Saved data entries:
########

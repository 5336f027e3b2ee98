//! HTTP behaviour of [`Server`] against a mock OpenL2M instance.

use openl2m_client::{
    DeviceFilter, Error, GroupId, InterfaceCommand, InterfaceId, RetryPolicy, Server,
    ServerBuilder,
};
use serde_json::{json, Value};
use std::path::PathBuf;
use std::time::Duration;
use wiremock::matchers::{body_json, header, method, path};
use wiremock::{Mock, MockServer, ResponseTemplate};

const TOKEN: &str = "0123456789abcdef";

fn fixture(name: &str) -> Value {
    let path = PathBuf::from(env!("CARGO_MANIFEST_DIR"))
        .join("tests")
        .join("fixtures")
        .join(name);
    let text = std::fs::read_to_string(&path)
        .unwrap_or_else(|e| panic!("Failed to read fixture {}: {e}", path.display()));
    serde_json::from_str(&text).unwrap()
}

fn client(server: &MockServer) -> Server {
    Server::new(server.uri(), TOKEN).unwrap()
}

#[tokio::test]
async fn list_devices_sends_token_and_parses_groups() {
    let server = MockServer::start().await;
    Mock::given(method("GET"))
        .and(path("/api/switches/"))
        .and(header("Authorization", format!("Token {TOKEN}").as_str()))
        .and(header("Accept", "application/json"))
        .respond_with(ResponseTemplate::new(200).set_body_json(fixture("switches.json")))
        .expect(1)
        .mount(&server)
        .await;

    let devices = client(&server)
        .list_devices(&DeviceFilter::all())
        .await
        .unwrap();
    assert_eq!(devices.len(), 3);
    assert_eq!(devices.groups().len(), 2);
}

#[tokio::test]
async fn list_devices_applies_filter() {
    let server = MockServer::start().await;
    Mock::given(method("GET"))
        .and(path("/api/switches/"))
        .respond_with(ResponseTemplate::new(200).set_body_json(fixture("switches.json")))
        .mount(&server)
        .await;

    let devices = client(&server)
        .list_devices(&DeviceFilter::all().in_group(GroupId::new(9)))
        .await
        .unwrap();
    let names: Vec<_> = devices.iter().map(|d| d.name.as_str()).collect();
    assert_eq!(names, vec!["core-sw1"]);
}

#[tokio::test]
async fn list_devices_empty_array_is_empty() {
    let server = MockServer::start().await;
    Mock::given(method("GET"))
        .and(path("/api/switches/"))
        .respond_with(ResponseTemplate::new(200).set_body_json(json!([])))
        .mount(&server)
        .await;

    let devices = client(&server)
        .list_devices(&DeviceFilter::all())
        .await
        .unwrap();
    assert!(devices.is_empty());
    assert_eq!(devices.iter().count(), 0);
}

#[tokio::test]
async fn list_devices_unauthorized() {
    let server = MockServer::start().await;
    Mock::given(method("GET"))
        .and(path("/api/switches/"))
        .respond_with(
            ResponseTemplate::new(401).set_body_json(json!({"detail": "Invalid token."})),
        )
        .mount(&server)
        .await;

    let err = client(&server)
        .list_devices(&DeviceFilter::all())
        .await
        .unwrap_err();
    assert!(
        matches!(err, Error::AuthenticationFailed(ref msg) if msg.contains("Invalid token.")),
        "got {err:?}"
    );
}

#[tokio::test]
async fn list_devices_forbidden() {
    let server = MockServer::start().await;
    Mock::given(method("GET"))
        .and(path("/api/switches/"))
        .respond_with(ResponseTemplate::new(403))
        .mount(&server)
        .await;

    let err = client(&server)
        .list_devices(&DeviceFilter::all())
        .await
        .unwrap_err();
    assert!(matches!(err, Error::AuthenticationFailed(_)));
}

#[tokio::test]
async fn list_devices_server_error() {
    let server = MockServer::start().await;
    Mock::given(method("GET"))
        .and(path("/api/switches/"))
        .respond_with(ResponseTemplate::new(500).set_body_string("Internal Server Error"))
        .expect(1)
        .mount(&server)
        .await;

    let err = client(&server)
        .list_devices(&DeviceFilter::all())
        .await
        .unwrap_err();
    assert_eq!(
        err,
        Error::ServerError {
            status: 500,
            message: "Internal Server Error".to_string()
        }
    );
}

#[tokio::test]
async fn list_devices_invalid_json() {
    let server = MockServer::start().await;
    Mock::given(method("GET"))
        .and(path("/api/switches/"))
        .respond_with(ResponseTemplate::new(200).set_body_string("<html>login</html>"))
        .mount(&server)
        .await;

    let err = client(&server)
        .list_devices(&DeviceFilter::all())
        .await
        .unwrap_err();
    assert!(matches!(err, Error::ProtocolError(_)));
}

#[tokio::test]
async fn list_devices_missing_fields() {
    let server = MockServer::start().await;
    Mock::given(method("GET"))
        .and(path("/api/switches/"))
        .respond_with(
            ResponseTemplate::new(200).set_body_json(json!([{"id": 1, "name": "no-url"}])),
        )
        .mount(&server)
        .await;

    let err = client(&server)
        .list_devices(&DeviceFilter::all())
        .await
        .unwrap_err();
    assert!(matches!(err, Error::ProtocolError(_)));
}

#[tokio::test]
async fn connection_failure_is_network_error() {
    // Reserve a port, then free it so nothing is listening there.
    let listener = std::net::TcpListener::bind("127.0.0.1:0").unwrap();
    let port = listener.local_addr().unwrap().port();
    drop(listener);

    let client = Server::new(format!("http://127.0.0.1:{port}/"), TOKEN).unwrap();
    let err = client.stats().await.unwrap_err();
    assert!(matches!(err, Error::NetworkError(_)), "got {err:?}");
}

#[tokio::test]
async fn slow_response_times_out_as_network_error() {
    let server = MockServer::start().await;
    Mock::given(method("GET"))
        .and(path("/api/stats/"))
        .respond_with(
            ResponseTemplate::new(200)
                .set_body_json(fixture("stats.json"))
                .set_delay(Duration::from_secs(3)),
        )
        .mount(&server)
        .await;

    let client = ServerBuilder::new(server.uri(), TOKEN)
        .unwrap()
        .with_timeout(Duration::from_millis(200))
        .build()
        .unwrap();

    let err = client.stats().await.unwrap_err();
    assert!(matches!(err, Error::NetworkError(_)), "got {err:?}");
}

#[tokio::test]
async fn get_device_reads_listed_url() {
    let server = MockServer::start().await;
    Mock::given(method("GET"))
        .and(path("/api/switches/"))
        .respond_with(ResponseTemplate::new(200).set_body_json(fixture("switches.json")))
        .mount(&server)
        .await;
    Mock::given(method("GET"))
        .and(path("/api/switch/9/272/"))
        .respond_with(ResponseTemplate::new(200).set_body_json(fixture("device_272.json")))
        .expect(1)
        .mount(&server)
        .await;

    let client = client(&server);
    let devices = client.list_devices(&DeviceFilter::all()).await.unwrap();
    let core = devices.iter().find(|d| d.name == "core-sw1").unwrap();

    let detail = core.handle(&client).get().await.unwrap();
    assert_eq!(detail.hostname(), Some("CORE-SW1"));
    assert_eq!(detail.interface_count(), 3);
}

#[tokio::test]
async fn get_device_details_view() {
    let server = MockServer::start().await;
    Mock::given(method("GET"))
        .and(path("/api/switch/9/272/details/"))
        .respond_with(
            ResponseTemplate::new(200).set_body_json(fixture("device_272_details.json")),
        )
        .expect(1)
        .mount(&server)
        .await;

    let client = client(&server);
    let device = client.device("/api/switch/9/272").unwrap();
    let detail = device.details().await.unwrap();
    assert!(detail.section("lldp").is_some());
}

#[tokio::test]
async fn get_device_not_found() {
    let server = MockServer::start().await;
    Mock::given(method("GET"))
        .and(path("/api/switch/9/999/"))
        .respond_with(ResponseTemplate::new(404).set_body_json(json!({"reason": "Invalid device"})))
        .mount(&server)
        .await;

    let err = client(&server)
        .get_device("/api/switch/9/999/")
        .await
        .unwrap_err();
    assert!(
        matches!(err, Error::NotFound(ref msg) if msg.contains("Invalid device")),
        "got {err:?}"
    );
}

#[tokio::test]
async fn device_url_on_other_host_is_rejected() {
    let server = MockServer::start().await;
    let client = client(&server);

    let err = client
        .get_device("https://elsewhere.example.com/api/switch/9/272/")
        .await
        .unwrap_err();
    assert!(matches!(err, Error::ConfigError(_)));
}

#[tokio::test]
async fn set_description_posts_payload() {
    let server = MockServer::start().await;
    Mock::given(method("POST"))
        .and(path("/api/switch/9/272/interface/15/description/"))
        .and(header("Authorization", format!("Token {TOKEN}").as_str()))
        .and(body_json(json!({"description": "New description"})))
        .respond_with(
            ResponseTemplate::new(200)
                .set_body_json(json!({"result": "Interface description changed"})),
        )
        .expect(1)
        .mount(&server)
        .await;

    let client = client(&server);
    let device = client.device("/api/switch/9/272/").unwrap();
    let result = device
        .set_interface_description("15", "New description")
        .await
        .unwrap();
    assert_eq!(result.status, 200);
    assert_eq!(
        result.message.as_deref(),
        Some("Interface description changed")
    );
}

#[tokio::test]
async fn interface_commands_hit_their_endpoints() {
    let server = MockServer::start().await;
    let cases = [
        ("state", json!({"state": "off"})),
        ("poe_state", json!({"poe_state": true})),
        ("vlan", json!({"vlan": 888})),
    ];
    for (segment, body) in &cases {
        Mock::given(method("POST"))
            .and(path(format!("/api/switch/4/839/interface/10/{segment}/").as_str()))
            .and(body_json(body.clone()))
            .respond_with(ResponseTemplate::new(200).set_body_json(json!({"result": "OK"})))
            .expect(1)
            .mount(&server)
            .await;
    }

    let client = client(&server);
    let device = client.device("/api/switch/4/839/").unwrap();
    device.set_interface_state("10", false).await.unwrap();
    device.set_interface_poe_state("10", true).await.unwrap();
    device.set_interface_vlan("10", 888).await.unwrap();
}

#[tokio::test]
async fn run_command_validation_message_is_verbatim() {
    let server = MockServer::start().await;
    let reason = "Invalid vlan id 4095: VLAN does not exist on this device!";
    Mock::given(method("POST"))
        .and(path("/api/switch/9/272/interface/15/vlan/"))
        .respond_with(ResponseTemplate::new(400).set_body_json(json!({"reason": reason})))
        .mount(&server)
        .await;

    let err = client(&server)
        .run_command(
            "/api/switch/9/272/",
            &InterfaceId::new("15"),
            &InterfaceCommand::Vlan(4095),
        )
        .await
        .unwrap_err();
    assert_eq!(err, Error::ValidationError(reason.to_string()));
}

#[tokio::test]
async fn run_command_plain_text_validation_message() {
    let server = MockServer::start().await;
    Mock::given(method("POST"))
        .and(path("/api/switch/9/272/interface/15/state/"))
        .respond_with(ResponseTemplate::new(400).set_body_string("Bad state value"))
        .mount(&server)
        .await;

    let err = client(&server)
        .run_command(
            "/api/switch/9/272/",
            &InterfaceId::new("15"),
            &InterfaceCommand::State(true),
        )
        .await
        .unwrap_err();
    assert_eq!(err, Error::ValidationError("Bad state value".to_string()));
}

#[tokio::test]
async fn run_command_empty_success_body() {
    let server = MockServer::start().await;
    Mock::given(method("POST"))
        .and(path("/api/switch/9/272/interface/15/state/"))
        .respond_with(ResponseTemplate::new(204))
        .mount(&server)
        .await;

    let result = client(&server)
        .run_command(
            "/api/switch/9/272/",
            &InterfaceId::new("15"),
            &InterfaceCommand::State(true),
        )
        .await
        .unwrap();
    assert_eq!(result.status, 204);
    assert_eq!(result.body, Value::Null);
    assert!(result.message.is_none());
}

#[tokio::test]
async fn stats_and_environment() {
    let server = MockServer::start().await;
    Mock::given(method("GET"))
        .and(path("/api/stats/"))
        .respond_with(ResponseTemplate::new(200).set_body_json(fixture("stats.json")))
        .mount(&server)
        .await;
    Mock::given(method("GET"))
        .and(path("/api/environment/"))
        .respond_with(ResponseTemplate::new(200).set_body_json(fixture("environment.json")))
        .mount(&server)
        .await;

    let client = client(&server);
    let stats = client.stats().await.unwrap();
    assert_eq!(stats.get("Total Devices"), Some(&json!(3)));

    let env = client.environment().await.unwrap();
    assert_eq!(env.get("OS"), Some(&json!("Linux")));
    assert_eq!(env.len(), 5);
}

#[tokio::test]
async fn base_url_path_prefix_is_kept() {
    let server = MockServer::start().await;
    Mock::given(method("GET"))
        .and(path("/openl2m/api/stats/"))
        .respond_with(ResponseTemplate::new(200).set_body_json(json!({})))
        .expect(1)
        .mount(&server)
        .await;

    let client = Server::new(format!("{}/openl2m", server.uri()), TOKEN).unwrap();
    assert!(client.stats().await.unwrap().is_empty());
}

#[tokio::test]
async fn get_is_not_retried_by_default() {
    let server = MockServer::start().await;
    Mock::given(method("GET"))
        .and(path("/api/stats/"))
        .respond_with(ResponseTemplate::new(503))
        .expect(1)
        .mount(&server)
        .await;

    let err = client(&server).stats().await.unwrap_err();
    assert!(matches!(err, Error::ServerError { status: 503, .. }));
}

#[tokio::test]
async fn get_retries_when_enabled() {
    let server = MockServer::start().await;
    Mock::given(method("GET"))
        .and(path("/api/stats/"))
        .respond_with(ResponseTemplate::new(503))
        .up_to_n_times(1)
        .expect(1)
        .mount(&server)
        .await;
    Mock::given(method("GET"))
        .and(path("/api/stats/"))
        .respond_with(ResponseTemplate::new(200).set_body_json(json!({"Total Users": 1})))
        .expect(1)
        .mount(&server)
        .await;

    let client = ServerBuilder::new(server.uri(), TOKEN)
        .unwrap()
        .with_retry_policy(
            RetryPolicy::new()
                .with_max_retries(2)
                .with_initial_delay(Duration::from_millis(1)),
        )
        .build()
        .unwrap();

    let stats = client.stats().await.unwrap();
    assert_eq!(stats.get("Total Users"), Some(&json!(1)));
}

#[tokio::test]
async fn post_is_never_retried() {
    let server = MockServer::start().await;
    Mock::given(method("POST"))
        .and(path("/api/switch/9/272/interface/15/state/"))
        .respond_with(ResponseTemplate::new(503))
        .expect(1)
        .mount(&server)
        .await;

    let client = ServerBuilder::new(server.uri(), TOKEN)
        .unwrap()
        .with_retry_policy(RetryPolicy::new().with_initial_delay(Duration::from_millis(1)))
        .build()
        .unwrap();

    let err = client
        .run_command(
            "/api/switch/9/272/",
            &InterfaceId::new("15"),
            &InterfaceCommand::State(false),
        )
        .await
        .unwrap_err();
    assert!(matches!(err, Error::ServerError { status: 503, .. }));
}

########

EXERCISE OBJECTIVE:
Once you have identified the lines above that contain "false", copy each of them.

SOLUTION:
    device.set_interface_state("10", false).await.unwrap();
            &InterfaceCommand::State(false),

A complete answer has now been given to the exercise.